The enveloped curves of the reinforced CFFT columns represent the upper boundary of the cyclic axial stress-strain responses, showing bilinear responses with a transition zone in the vicinity of the unconfined concrete ($f_{\mathrm{c}}^{\prime }$), followed by near stabilization of the load-carrying capacity at the end due to excessive lateral buckling until failure (i.e., B-G_(3.4)-C and B-G_(1.2)-C). The initial slope was almost identical for all the specimens while the second slope is highly governed by GFRP tubes stiffness rather than the internal reinforcement type and amount, particularly in thicker tube thickness (see Figure 4). The axial stress-strain curves for GFRP and steel-reinforced CFFT columns showed similar shapes of the hysteresis loops for the unloading/reloading paths. However, the steel-reinforced CFFT column hysteresis loop starts to open after the yielding of steel bars. The unloading paths for the CFFT columns reinforced with steel or FRP bars exhibited non-linear behavior. The degree of the non-linearity increased as the unloading axial strain increased. Moreover, the reloading paths could be resembled as straight lines. It can be also observed that the FRP-reinforced CFFT columns exhibited lower residual plastic strains compared to that of the steel-reinforced CFFT columns after the yielding of the steel bars, when the load was removed. This is due to the lack of yield plateau in GFRP bars which results in a much lower residual strains. In addition, due to the fact that the steel bars have a very low tangent modulus after yielding and, therefore, are more susceptible to buckling under compression than GFRP bars which maintain their modulus of elasticity throughout the entire duration of loading [12,30,31,32].

4.2. Mode of Failure

The GFRP tube provided significant confinement attributing to shift the failure mode from axially dominated material failure to instability failure for the CFFT columns. The instability was evident in a significant single curvature mode shape of the bent column. Despite the specimens experiencing large lateral deflections beyond the ultimate load, the deflected columns were still stable and carried more axial load. Loading the specimens continued until localized failure occurred near the mid height of the column. Finally, GFRP tube rupture, concrete crushing, and local buckling of steel bars or crushing of the FRP bars in the compression side of the CFFT columns were observed. This observation is in agreement with the previous research works conducted on slender FRP-confined columns [3,33]. On the other hand, the control columns showed a substantially different failure mode compared to that which occurred for the CFFT columns. For both control columns reinforced with steel or GFRP bars showed similar responses. The failure was typically initiated with vertical cracks starting to appear at approximately 85% of their peak loads and followed by concrete dilation and lateral deformation of transverse and longitudinal reinforcement leading to concrete cover spalling. Thereafter, the concrete core crushed and spiral stirrups fractured after the buckling of the longitudinal bars. Moreover, inclined diagonal shear surface was observed leading to a separation of the concrete core into two column parts causing a sudden drop after reaching the peak load. Figure 9 shows overall failure modes of tested specimens. Table 2 summarizes the test results for all specimens.
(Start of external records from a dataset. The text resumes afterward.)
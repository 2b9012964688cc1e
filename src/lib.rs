//! relaymq - one-directional MQTT relay
//!
//! Keeps independent client connections to an upstream and a downstream
//! broker, subscribes to a topic filter upstream and republishes every
//! received message unchanged downstream. Each leg reconnects on its own
//! so a flaky network on one side never stalls the other.

pub mod bridge;
pub mod codec;
pub mod config;
pub mod connection;
pub mod message;
pub mod protocol;
pub mod topic;
pub mod transport;

pub use bridge::{Bridge, BridgeError, BridgeSettings, Leg, RelayEvent, StartupReport};
pub use config::Config;
pub use connection::{BrokerConnection, ConnectionState};
pub use message::Message;
pub use protocol::{ProtocolVersion, QoS};
pub use transport::{MqttTransport, Transport};
//! MQTT Packet Encoder
//!
//! Encodes the client packet set for both v3.1.1 and v5.0

use bytes::{BufMut, BytesMut};

use super::{write_binary, write_string, write_variable_int};
use crate::protocol::{
    ConnAck, Connect, Disconnect, EncodeError, Packet, ProtocolVersion, Publish, QoS, SubAck,
    Subscribe,
};

/// MQTT Packet Encoder
pub struct Encoder {
    protocol_version: ProtocolVersion,
}

impl Encoder {
    pub fn new(version: ProtocolVersion) -> Self {
        Self {
            protocol_version: version,
        }
    }

    pub fn set_protocol_version(&mut self, version: ProtocolVersion) {
        self.protocol_version = version;
    }

    fn is_v5(&self) -> bool {
        self.protocol_version == ProtocolVersion::V5
    }

    /// Bytes taken by an empty v5.0 property block
    fn props_len(&self) -> usize {
        usize::from(self.is_v5())
    }

    fn put_empty_props(&self, buf: &mut BytesMut) {
        if self.is_v5() {
            buf.put_u8(0x00);
        }
    }

    /// Encode a packet to the buffer
    pub fn encode(&self, packet: &Packet, buf: &mut BytesMut) -> Result<(), EncodeError> {
        match packet {
            Packet::Connect(p) => self.encode_connect(p, buf),
            Packet::ConnAck(p) => self.encode_connack(p, buf),
            Packet::Publish(p) => self.encode_publish(p, buf),
            Packet::PubAck(p) => Self::encode_ack(0x40, p.packet_id, buf),
            Packet::PubRec(p) => Self::encode_ack(0x50, p.packet_id, buf),
            Packet::PubRel(p) => Self::encode_ack(0x62, p.packet_id, buf),
            Packet::PubComp(p) => Self::encode_ack(0x70, p.packet_id, buf),
            Packet::Subscribe(p) => self.encode_subscribe(p, buf),
            Packet::SubAck(p) => self.encode_suback(p, buf),
            Packet::PingReq => {
                buf.put_u8(0xC0);
                buf.put_u8(0x00);
                Ok(())
            }
            Packet::PingResp => {
                buf.put_u8(0xD0);
                buf.put_u8(0x00);
                Ok(())
            }
            Packet::Disconnect(p) => self.encode_disconnect(p, buf),
        }
    }

    fn encode_connect(&self, packet: &Connect, buf: &mut BytesMut) -> Result<(), EncodeError> {
        let is_v5 = packet.protocol_version == ProtocolVersion::V5;

        // Protocol name, version, flags, keep alive
        let mut remaining_length = 6 + 1 + 1 + 2;
        if is_v5 {
            remaining_length += 1;
        }
        remaining_length += 2 + packet.client_id.len();
        if let Some(ref username) = packet.username {
            remaining_length += 2 + username.len();
        }
        if let Some(ref password) = packet.password {
            remaining_length += 2 + password.len();
        }

        buf.put_u8(0x10);
        write_variable_int(buf, remaining_length as u32)?;
        write_string(buf, "MQTT")?;
        buf.put_u8(packet.protocol_version as u8);

        let mut connect_flags: u8 = 0;
        if packet.clean_start {
            connect_flags |= 0x02;
        }
        if packet.password.is_some() {
            connect_flags |= 0x40;
        }
        if packet.username.is_some() {
            connect_flags |= 0x80;
        }
        buf.put_u8(connect_flags);
        buf.put_u16(packet.keep_alive);

        if is_v5 {
            buf.put_u8(0x00);
        }

        write_string(buf, &packet.client_id)?;
        if let Some(ref username) = packet.username {
            write_string(buf, username)?;
        }
        if let Some(ref password) = packet.password {
            write_binary(buf, password)?;
        }

        Ok(())
    }

    fn encode_connack(&self, packet: &ConnAck, buf: &mut BytesMut) -> Result<(), EncodeError> {
        buf.put_u8(0x20);
        write_variable_int(buf, (2 + self.props_len()) as u32)?;
        buf.put_u8(u8::from(packet.session_present));
        buf.put_u8(packet.return_code.code());
        self.put_empty_props(buf);
        Ok(())
    }

    fn encode_publish(&self, packet: &Publish, buf: &mut BytesMut) -> Result<(), EncodeError> {
        let mut remaining_length = 2 + packet.topic.len() + self.props_len() + packet.payload.len();
        if packet.qos != QoS::AtMostOnce {
            remaining_length += 2;
        }

        let mut first_byte: u8 = 0x30;
        if packet.dup {
            first_byte |= 0x08;
        }
        first_byte |= (packet.qos as u8) << 1;
        if packet.retain {
            first_byte |= 0x01;
        }
        buf.put_u8(first_byte);
        write_variable_int(buf, remaining_length as u32)?;

        write_string(buf, &packet.topic)?;
        if packet.qos != QoS::AtMostOnce {
            buf.put_u16(packet.packet_id.unwrap_or_default());
        }
        self.put_empty_props(buf);
        buf.put_slice(&packet.payload);

        Ok(())
    }

    /// PUBACK / PUBREC / PUBREL / PUBCOMP share one shape; the short form
    /// (no reason code) is valid in both protocol versions.
    fn encode_ack(first_byte: u8, packet_id: u16, buf: &mut BytesMut) -> Result<(), EncodeError> {
        buf.put_u8(first_byte);
        buf.put_u8(0x02);
        buf.put_u16(packet_id);
        Ok(())
    }

    fn encode_subscribe(&self, packet: &Subscribe, buf: &mut BytesMut) -> Result<(), EncodeError> {
        let mut remaining_length = 2 + self.props_len();
        for sub in &packet.subscriptions {
            remaining_length += 2 + sub.filter.len() + 1;
        }

        buf.put_u8(0x82);
        write_variable_int(buf, remaining_length as u32)?;
        buf.put_u16(packet.packet_id);
        self.put_empty_props(buf);
        for sub in &packet.subscriptions {
            write_string(buf, &sub.filter)?;
            buf.put_u8(sub.qos as u8);
        }

        Ok(())
    }

    fn encode_suback(&self, packet: &SubAck, buf: &mut BytesMut) -> Result<(), EncodeError> {
        let remaining_length = 2 + self.props_len() + packet.return_codes.len();

        buf.put_u8(0x90);
        write_variable_int(buf, remaining_length as u32)?;
        buf.put_u16(packet.packet_id);
        self.put_empty_props(buf);
        buf.put_slice(&packet.return_codes);

        Ok(())
    }

    fn encode_disconnect(
        &self,
        packet: &Disconnect,
        buf: &mut BytesMut,
    ) -> Result<(), EncodeError> {
        buf.put_u8(0xE0);
        if self.is_v5() && packet.reason_code != 0 {
            buf.put_u8(0x02);
            buf.put_u8(packet.reason_code);
            buf.put_u8(0x00);
        } else {
            buf.put_u8(0x00);
        }
        Ok(())
    }
}

impl Default for Encoder {
    fn default() -> Self {
        Self::new(ProtocolVersion::V311)
    }
}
4.3. State of Stress in the GFRP Tube

Typical distributions of axial and lateral strains at various loads of selected reinforced CFFT columns over the perimeter of the GFRP tube at the column mid-height are presented in Figure 10. As shown in this figure, the uniform distribution of the lateral strains in the FRP tubes near loading level of 2000 kN (450 kips) indicates efficient confinement of the tubes. As a result of the instability failure of the reinforced CFFT columns, due to buckling produced by highly variable lateral confinement and induced significant bending in the column before failure. The maximum, minimum, and average lateral strains in the hoop direction (εh, max, min, aver.) of the FRP tube at the ultimate load are reported in Table 2.

4.4. Plastic Strains

The relationship between the plastic strain and envelop unloading strain (ε_un,env.) is an important aspect for modelling the unloading/reloading axial cycles. The plastic strain (ε_pl) in this paper is defined as the residual axial strain when the axial stress is unloaded to zero stress of each unloading path [12,34]. Previous studies for unconfined, steel-confined, and FRP-confined concrete cylinders and square prisms (e.g., [9,12,30,31,34]) have shown that the plastic strain is linearly proportional to envelop unloading strain. Yet, the proposed model of Lam and Teng [12] is highly accurate in predicating both the unloading and reloading paths and estimate plastic strains for FRP-confined NSC cylinders [25]. Lam and Teng [12] suggested the following equations to predicate the plastic strains: (1) ε_pl = 0 when ε_un,env ≤ 0.001; (2) a linear increase in ε_pl when 0.001 ≤ ε_un,env ≤ 0.0035 (Equations (3) and (5) an additional linear increase relationship when ε_un,env > 0.0035 (Equation (3)). In the present study, in order to evaluate the effect of confinement level and internal reinforcement type and ratio on the plastic strains, the correlations between the plastic strain versus unloading envelope strains of specimens in each cycle, are plotted in Figure 11.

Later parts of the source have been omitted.